Your privately held company just gave you stock options, either in the initial offer or after you’ve been working there for a while. What do you do? WHAT DO YOU DO? (gratuitous 90’s movie reference for your entertainment)

First, a quick primer on what stock options are, to bring everyone up to speed. (Ha! “Speed”…get it? Okay, maybe you need to be at least 40.) howstuffworks.com provides the following, I think straightforward, explanation:

“Stock options from your employer give you the right to buy a specific number of shares of your company’s stock during a time and at a price [called the exercise, grant, or strike price] that your employer specifies.

Both privately and publicly held companies make options available for several reasons:

  • They want to attract and keep good workers.
  • They want their employees to feel like owners or partners in the business.
  • They want to hire skilled workers by offering compensation that goes beyond a salary. This is especially true in start-up companies that want to hold on to as much cash as possible.” 

Back in ye olden days of the mid-2000s, I was in this position myself, at a startup in San Francisco. I had a bunch of options, granted at different times, with different strike prices. I didn’t exercise any options until I left the company, and even then I only exercised the cheapest ones with the idea that “If this company hits it big, I don’t want to feel a fool for missing out entirely. On the other hand, I don’t want to waste my money if the company goes nowhere.” Yes, my analysis was fairly, uh, un-nuanced. But, it turned out okay: I spent $300 exercising the options, and that turned in $2500 5 years later. Nothing to sneeze at, but nor was it remotely life-changing.

We tend to kind of freak out about stock options. My pet theory is that our Collective Freak is based on this combination:

  1. We’ve heard many stories of people getting Filthy Rich, and we’re excited by the prospect that it might happen to us.
  2. Stock option grants are drafted by lawyers and are therefore hard to thoroughly understand unless we’re also a lawyer.
  3. Even if we understood how it all worked, the value of a stock options is quite impossible to estimate well.

Put it all together and we have: There’s potentially so much at stake, and yet we have little ability to make a reasonably calculated decision about it. We humans hate the feeling that we don’t control our own fate.

Dan Shapiro’s 2010 blog post amply illustrates the incredible complexity (and futility?) of trying to calculate or predict how much your options are worth. I don’t want to get into that. Either now or with my clients. 

Thankfully, for the most part, the process is a lot easier than we think it is. Yes, there are a lot of technical fiddlybits (term of art, I assure you) about stock options. But the real questions don’t focus on the stock or the company…they focus on your own financial situation.

You can’t control the value of your company stock (options).
You
can control how you integrate them into the rest of your finances.

Find Out Everything You Can About Your Options, Company Stock, and Company

I’ve just finished saying that estimating the value of your stock options is folly. But it is definitely not folly to be as informed as possible about your stock options, company stock, and company. Aside from your interests in your stock options, being aware of and interested in your company’s financial situation can only make you a more informed “consumer” of your employment there.
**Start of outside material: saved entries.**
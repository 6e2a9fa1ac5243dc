//! Cross-platform microphone input.
//!
//! Platform implementations:
//! - Desktop (macOS/Windows/Linux): CPAL input stream drained through a channel
//! - Android: `android.media.AudioRecord` over JNI
//!
//! Both expose the same blocking read model: open a session at a fixed PCM16
//! format, then pull samples until closed.

use std::fmt;

use crate::config::CaptureFormat;

/// Error type for audio capture operations
#[derive(Debug)]
pub enum AudioCaptureError {
    /// No audio input device available
    NoDevice,
    /// Device configuration error
    Configuration(String),
    /// The device was created but refused to initialize
    NotInitialized,
    /// Stream error during capture
    Stream(String),
    /// Permission denied
    PermissionDenied,
    /// Platform call failed
    Platform(String),
}

impl fmt::Display for AudioCaptureError {
    fn fmt(&self, f: &mut fmt::Formatter<'_>) -> fmt::Result {
        match self {
            Self::NoDevice => write!(f, "No audio input device available"),
            Self::Configuration(msg) => write!(f, "Audio configuration error: {}", msg),
            Self::NotInitialized => write!(f, "Audio input failed to initialize"),
            Self::Stream(msg) => write!(f, "Audio stream error: {}", msg),
            Self::PermissionDenied => write!(f, "Microphone permission denied"),
            Self::Platform(msg) => write!(f, "Audio platform error: {}", msg),
        }
    }
}

impl std::error::Error for AudioCaptureError {}

impl From<AudioCaptureError> for String {
    fn from(err: AudioCaptureError) -> Self {
        err.to_string()
    }
}

/// Factory for microphone sessions
pub trait AudioInput: Send + Sync {
    /// Smallest buffer the platform accepts for this format, in bytes.
    /// `None` when the platform cannot tell.
    fn min_buffer_bytes(&self, format: &CaptureFormat) -> Option<usize>;

    /// Open the default microphone.
    ///
    /// Called on the thread that will read from the session.
    fn open(
        &self,
        format: &CaptureFormat,
        buffer_bytes: usize,
    ) -> Result<Box<dyn InputSession>, AudioCaptureError>;
}

/// An open microphone. Not `Send`: it stays on the thread that opened it.
pub trait InputSession {
    /// Blocking read of PCM16 samples into `buffer`.
    /// Returns how many samples were written; 0 means nothing was available.
    fn read(&mut self, buffer: &mut [i16]) -> Result<usize, AudioCaptureError>;

    /// Stop and release the device
    fn close(self: Box<Self>) -> Result<(), AudioCaptureError>;
}

/// Buffer size for a session: the platform minimum, or one second of audio
pub fn session_buffer_bytes(input: &dyn AudioInput, format: &CaptureFormat) -> usize {
    match input.min_buffer_bytes(format) {
        Some(bytes) if bytes > 0 => bytes,
        _ => format.fallback_buffer_bytes(),
    }
}

#[cfg(not(target_os = "android"))]
mod desktop;

#[cfg(not(target_os = "android"))]
pub use desktop::DesktopAudioInput as PlatformAudioInput;

#[cfg(target_os = "android")]
mod android;

#[cfg(target_os = "android")]
pub use android::AndroidAudioInput as PlatformAudioInput;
If you work for an Amazon or a Microsoft, you know exactly how much company stock is worth and the current health of the company (as can anyone else in the public). But if your company is private, company financial information, including how much company shares are worth, is much harder to get at and sometimes juuuust kinda arbitrary.

You can get a lot of this information either from the stock option award agreement (the document you’re given that lays out how many options you’ve been granted, what the strike price is, and all the other terms) or by asking your HR department. Some of the basics you should know are:

  • When are you allowed to exercise your options? When do your options vest, that is, when are you allowed to exercise them?  Also, how long after leaving the company can you still exercise your options? What if you’re fired (let go “for cause”) or laid off? Can you still exercise them if you leave for that reason? Is early exercise allowed?
  • What kind of stock options are they? Incentive (ISO) or Non-Qualified (NQSO)? The tax implications are very different. For example, when you exercise ISOs, you don’t owe tax (aside from possible Alternative Minimum Tax). When you exercise NQSOs, you owe taxes right then and there. 
  • Do you own your vested options or stock outright? Or does your company retain “repurchase rights”? Repurchase rights allow your company to buy or take back stock or options you have in the company when you leave the company. Mary Russell, an attorney who “counsels individuals on equity offer evaluation and negotiation, stock option exercise and tax choices, and sales of startup stock,” explains why this is so horrid for you, the employee.
  • What kind of rights do you have as a shareholder if you exercise your options? Different options turn into different kinds of company shares, which in turn accord different rights to shareholders. Much like what was discussed in the above post about valuing stock options, your stock might be on the bottom of the ladder. Most likely, as an individual contributor, you’re going to get the shares with the least rights, and the lowest possibility of turning shares into Actual Money when a “liquidity event” occurs.
  • What percentage of company ownership do your options represent? The number of options you are granted is a rather meaningless number.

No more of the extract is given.